● **To do**: Which lines in the records below contain the word "EligibilityError"? Copy each of them.

● **Data supplied**:
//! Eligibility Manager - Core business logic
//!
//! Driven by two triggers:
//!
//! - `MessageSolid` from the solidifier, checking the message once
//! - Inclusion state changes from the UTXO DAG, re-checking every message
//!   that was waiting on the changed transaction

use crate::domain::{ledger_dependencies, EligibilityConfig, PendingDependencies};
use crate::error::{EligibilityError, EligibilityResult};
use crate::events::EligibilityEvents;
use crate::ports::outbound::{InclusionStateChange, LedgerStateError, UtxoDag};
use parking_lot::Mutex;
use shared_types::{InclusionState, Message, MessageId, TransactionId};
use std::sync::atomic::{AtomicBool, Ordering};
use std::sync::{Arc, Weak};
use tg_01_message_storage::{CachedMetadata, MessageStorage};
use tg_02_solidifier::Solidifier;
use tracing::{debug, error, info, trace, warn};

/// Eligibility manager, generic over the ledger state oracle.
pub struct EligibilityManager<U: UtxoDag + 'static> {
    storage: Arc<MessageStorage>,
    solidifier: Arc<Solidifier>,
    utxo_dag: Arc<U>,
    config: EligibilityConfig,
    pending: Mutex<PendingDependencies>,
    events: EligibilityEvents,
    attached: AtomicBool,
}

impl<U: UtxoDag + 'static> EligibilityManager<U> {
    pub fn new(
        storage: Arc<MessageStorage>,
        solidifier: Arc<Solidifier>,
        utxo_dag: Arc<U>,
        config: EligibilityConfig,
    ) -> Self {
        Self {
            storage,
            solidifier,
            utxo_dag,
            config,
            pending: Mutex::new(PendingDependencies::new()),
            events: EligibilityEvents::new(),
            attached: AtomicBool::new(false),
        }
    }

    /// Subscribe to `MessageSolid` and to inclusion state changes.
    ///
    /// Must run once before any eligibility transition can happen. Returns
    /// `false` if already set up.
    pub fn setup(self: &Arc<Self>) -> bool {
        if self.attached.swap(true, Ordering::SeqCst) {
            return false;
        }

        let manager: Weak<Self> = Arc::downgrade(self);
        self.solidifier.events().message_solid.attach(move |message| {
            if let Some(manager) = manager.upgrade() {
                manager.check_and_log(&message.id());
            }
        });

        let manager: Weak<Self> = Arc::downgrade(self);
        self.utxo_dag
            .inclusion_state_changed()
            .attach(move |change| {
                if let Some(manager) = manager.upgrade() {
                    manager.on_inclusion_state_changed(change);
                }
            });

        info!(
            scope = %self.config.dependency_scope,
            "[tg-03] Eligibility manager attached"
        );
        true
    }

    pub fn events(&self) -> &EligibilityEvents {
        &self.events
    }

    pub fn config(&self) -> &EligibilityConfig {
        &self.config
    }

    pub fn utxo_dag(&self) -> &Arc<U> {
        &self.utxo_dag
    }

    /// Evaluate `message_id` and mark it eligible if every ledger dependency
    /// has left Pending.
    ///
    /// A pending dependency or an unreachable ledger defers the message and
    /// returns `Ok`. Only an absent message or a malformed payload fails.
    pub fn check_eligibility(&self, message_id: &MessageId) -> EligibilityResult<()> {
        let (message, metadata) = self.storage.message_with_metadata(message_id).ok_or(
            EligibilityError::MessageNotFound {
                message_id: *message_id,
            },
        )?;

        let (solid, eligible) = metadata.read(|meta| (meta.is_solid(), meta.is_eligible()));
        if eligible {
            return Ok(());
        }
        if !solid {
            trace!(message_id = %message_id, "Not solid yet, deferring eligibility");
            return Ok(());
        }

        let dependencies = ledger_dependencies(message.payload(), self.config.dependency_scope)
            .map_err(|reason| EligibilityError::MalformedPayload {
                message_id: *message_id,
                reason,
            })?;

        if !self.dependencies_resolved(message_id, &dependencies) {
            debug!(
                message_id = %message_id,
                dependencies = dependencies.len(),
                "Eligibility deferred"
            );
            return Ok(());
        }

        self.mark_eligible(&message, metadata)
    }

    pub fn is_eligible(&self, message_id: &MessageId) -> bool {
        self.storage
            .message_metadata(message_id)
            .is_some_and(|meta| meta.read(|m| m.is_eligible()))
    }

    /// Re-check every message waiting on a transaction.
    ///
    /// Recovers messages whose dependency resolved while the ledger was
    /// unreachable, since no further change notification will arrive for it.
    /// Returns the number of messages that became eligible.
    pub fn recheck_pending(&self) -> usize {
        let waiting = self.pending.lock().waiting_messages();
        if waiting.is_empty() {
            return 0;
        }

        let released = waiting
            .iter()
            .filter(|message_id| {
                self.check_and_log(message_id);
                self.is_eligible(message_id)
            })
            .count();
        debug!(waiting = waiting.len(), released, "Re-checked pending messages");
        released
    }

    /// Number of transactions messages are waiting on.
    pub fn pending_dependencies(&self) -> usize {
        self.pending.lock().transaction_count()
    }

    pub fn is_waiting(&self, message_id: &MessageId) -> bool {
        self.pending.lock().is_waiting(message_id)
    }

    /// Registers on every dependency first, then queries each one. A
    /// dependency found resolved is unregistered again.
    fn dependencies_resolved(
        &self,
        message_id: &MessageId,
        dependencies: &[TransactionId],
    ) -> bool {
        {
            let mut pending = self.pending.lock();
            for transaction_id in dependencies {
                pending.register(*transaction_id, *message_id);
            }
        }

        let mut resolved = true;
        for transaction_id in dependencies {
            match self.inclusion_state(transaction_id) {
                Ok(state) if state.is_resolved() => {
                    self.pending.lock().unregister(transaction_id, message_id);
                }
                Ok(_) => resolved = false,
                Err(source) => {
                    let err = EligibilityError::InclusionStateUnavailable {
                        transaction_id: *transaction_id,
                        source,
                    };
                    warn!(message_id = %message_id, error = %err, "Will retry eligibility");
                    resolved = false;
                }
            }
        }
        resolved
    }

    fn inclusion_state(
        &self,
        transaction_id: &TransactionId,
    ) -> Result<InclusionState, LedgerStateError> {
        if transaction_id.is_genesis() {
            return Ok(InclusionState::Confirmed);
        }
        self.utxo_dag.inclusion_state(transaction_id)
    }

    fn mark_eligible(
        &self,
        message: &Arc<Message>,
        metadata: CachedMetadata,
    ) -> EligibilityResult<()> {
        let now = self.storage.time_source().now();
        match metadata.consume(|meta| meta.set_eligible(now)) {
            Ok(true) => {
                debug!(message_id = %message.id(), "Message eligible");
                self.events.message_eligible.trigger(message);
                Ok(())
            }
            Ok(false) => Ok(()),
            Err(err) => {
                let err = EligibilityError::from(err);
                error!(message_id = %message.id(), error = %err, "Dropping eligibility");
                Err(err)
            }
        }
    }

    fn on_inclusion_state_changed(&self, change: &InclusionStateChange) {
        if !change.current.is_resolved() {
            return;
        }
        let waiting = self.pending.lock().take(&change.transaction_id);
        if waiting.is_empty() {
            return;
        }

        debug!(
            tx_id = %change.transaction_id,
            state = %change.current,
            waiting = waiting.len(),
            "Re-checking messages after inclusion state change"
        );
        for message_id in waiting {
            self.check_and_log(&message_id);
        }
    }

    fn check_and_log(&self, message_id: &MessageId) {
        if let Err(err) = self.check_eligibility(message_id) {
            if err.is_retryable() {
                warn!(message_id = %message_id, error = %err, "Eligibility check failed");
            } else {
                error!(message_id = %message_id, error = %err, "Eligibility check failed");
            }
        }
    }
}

* * *

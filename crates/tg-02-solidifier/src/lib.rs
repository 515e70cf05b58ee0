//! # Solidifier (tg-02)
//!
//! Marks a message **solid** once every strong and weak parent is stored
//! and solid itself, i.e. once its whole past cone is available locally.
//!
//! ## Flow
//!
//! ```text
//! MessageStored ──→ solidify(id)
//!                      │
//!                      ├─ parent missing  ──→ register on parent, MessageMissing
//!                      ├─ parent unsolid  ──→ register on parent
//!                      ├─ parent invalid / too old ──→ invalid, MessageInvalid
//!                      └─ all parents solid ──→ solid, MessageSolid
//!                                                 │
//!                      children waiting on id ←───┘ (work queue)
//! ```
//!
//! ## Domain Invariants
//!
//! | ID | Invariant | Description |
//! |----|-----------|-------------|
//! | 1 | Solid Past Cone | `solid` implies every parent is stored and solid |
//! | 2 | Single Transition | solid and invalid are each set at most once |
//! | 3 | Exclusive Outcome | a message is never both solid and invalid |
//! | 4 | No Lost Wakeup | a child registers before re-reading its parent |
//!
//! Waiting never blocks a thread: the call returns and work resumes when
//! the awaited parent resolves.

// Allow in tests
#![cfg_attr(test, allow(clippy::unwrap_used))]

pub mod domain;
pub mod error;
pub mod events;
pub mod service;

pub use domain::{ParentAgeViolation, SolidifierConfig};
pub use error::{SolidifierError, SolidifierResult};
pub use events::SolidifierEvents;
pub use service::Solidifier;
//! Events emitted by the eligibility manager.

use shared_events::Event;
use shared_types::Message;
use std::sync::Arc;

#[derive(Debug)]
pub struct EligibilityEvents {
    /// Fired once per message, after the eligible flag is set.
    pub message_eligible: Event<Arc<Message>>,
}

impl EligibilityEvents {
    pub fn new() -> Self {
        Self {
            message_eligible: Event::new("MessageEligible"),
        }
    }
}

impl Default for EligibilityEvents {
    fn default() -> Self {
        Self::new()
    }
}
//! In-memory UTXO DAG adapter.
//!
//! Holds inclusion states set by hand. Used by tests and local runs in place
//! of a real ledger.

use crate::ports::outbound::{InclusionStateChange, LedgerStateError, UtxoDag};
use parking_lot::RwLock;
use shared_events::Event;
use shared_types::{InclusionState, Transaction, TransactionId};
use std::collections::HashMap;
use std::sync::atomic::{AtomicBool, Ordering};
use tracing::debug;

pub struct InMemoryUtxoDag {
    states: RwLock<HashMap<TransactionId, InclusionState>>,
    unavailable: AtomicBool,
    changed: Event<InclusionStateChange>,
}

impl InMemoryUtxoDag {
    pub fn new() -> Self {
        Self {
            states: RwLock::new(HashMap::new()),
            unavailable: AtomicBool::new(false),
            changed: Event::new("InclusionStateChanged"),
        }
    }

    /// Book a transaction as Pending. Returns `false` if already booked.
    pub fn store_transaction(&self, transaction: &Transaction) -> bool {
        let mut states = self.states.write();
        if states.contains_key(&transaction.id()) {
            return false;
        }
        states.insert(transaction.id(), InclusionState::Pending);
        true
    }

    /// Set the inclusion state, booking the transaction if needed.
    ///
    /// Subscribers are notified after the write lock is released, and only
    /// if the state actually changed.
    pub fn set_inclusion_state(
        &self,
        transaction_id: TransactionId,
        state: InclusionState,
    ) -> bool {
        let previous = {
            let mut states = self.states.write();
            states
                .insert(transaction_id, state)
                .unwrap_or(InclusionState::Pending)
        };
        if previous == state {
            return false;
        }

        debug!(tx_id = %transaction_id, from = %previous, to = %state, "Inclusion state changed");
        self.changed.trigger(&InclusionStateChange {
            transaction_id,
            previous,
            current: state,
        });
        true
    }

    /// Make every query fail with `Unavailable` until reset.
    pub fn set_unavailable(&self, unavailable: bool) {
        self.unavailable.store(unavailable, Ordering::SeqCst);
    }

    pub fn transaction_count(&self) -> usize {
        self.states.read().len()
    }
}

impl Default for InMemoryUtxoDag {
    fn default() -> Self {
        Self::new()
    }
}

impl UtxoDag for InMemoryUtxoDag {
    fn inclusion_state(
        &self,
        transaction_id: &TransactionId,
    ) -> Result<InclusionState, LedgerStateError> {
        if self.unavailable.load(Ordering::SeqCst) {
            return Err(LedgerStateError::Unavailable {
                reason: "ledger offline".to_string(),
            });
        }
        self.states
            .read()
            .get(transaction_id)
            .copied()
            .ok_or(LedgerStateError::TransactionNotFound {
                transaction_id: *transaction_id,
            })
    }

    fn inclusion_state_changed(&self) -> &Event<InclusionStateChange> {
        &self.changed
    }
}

● **Output for this exercise**:
use crate::error::{EligibilityError, EligibilityResult};
            EligibilityError::MessageNotFound {
            .map_err(|reason| EligibilityError::MalformedPayload {
                    let err = EligibilityError::InclusionStateUnavailable {
                let err = EligibilityError::from(err);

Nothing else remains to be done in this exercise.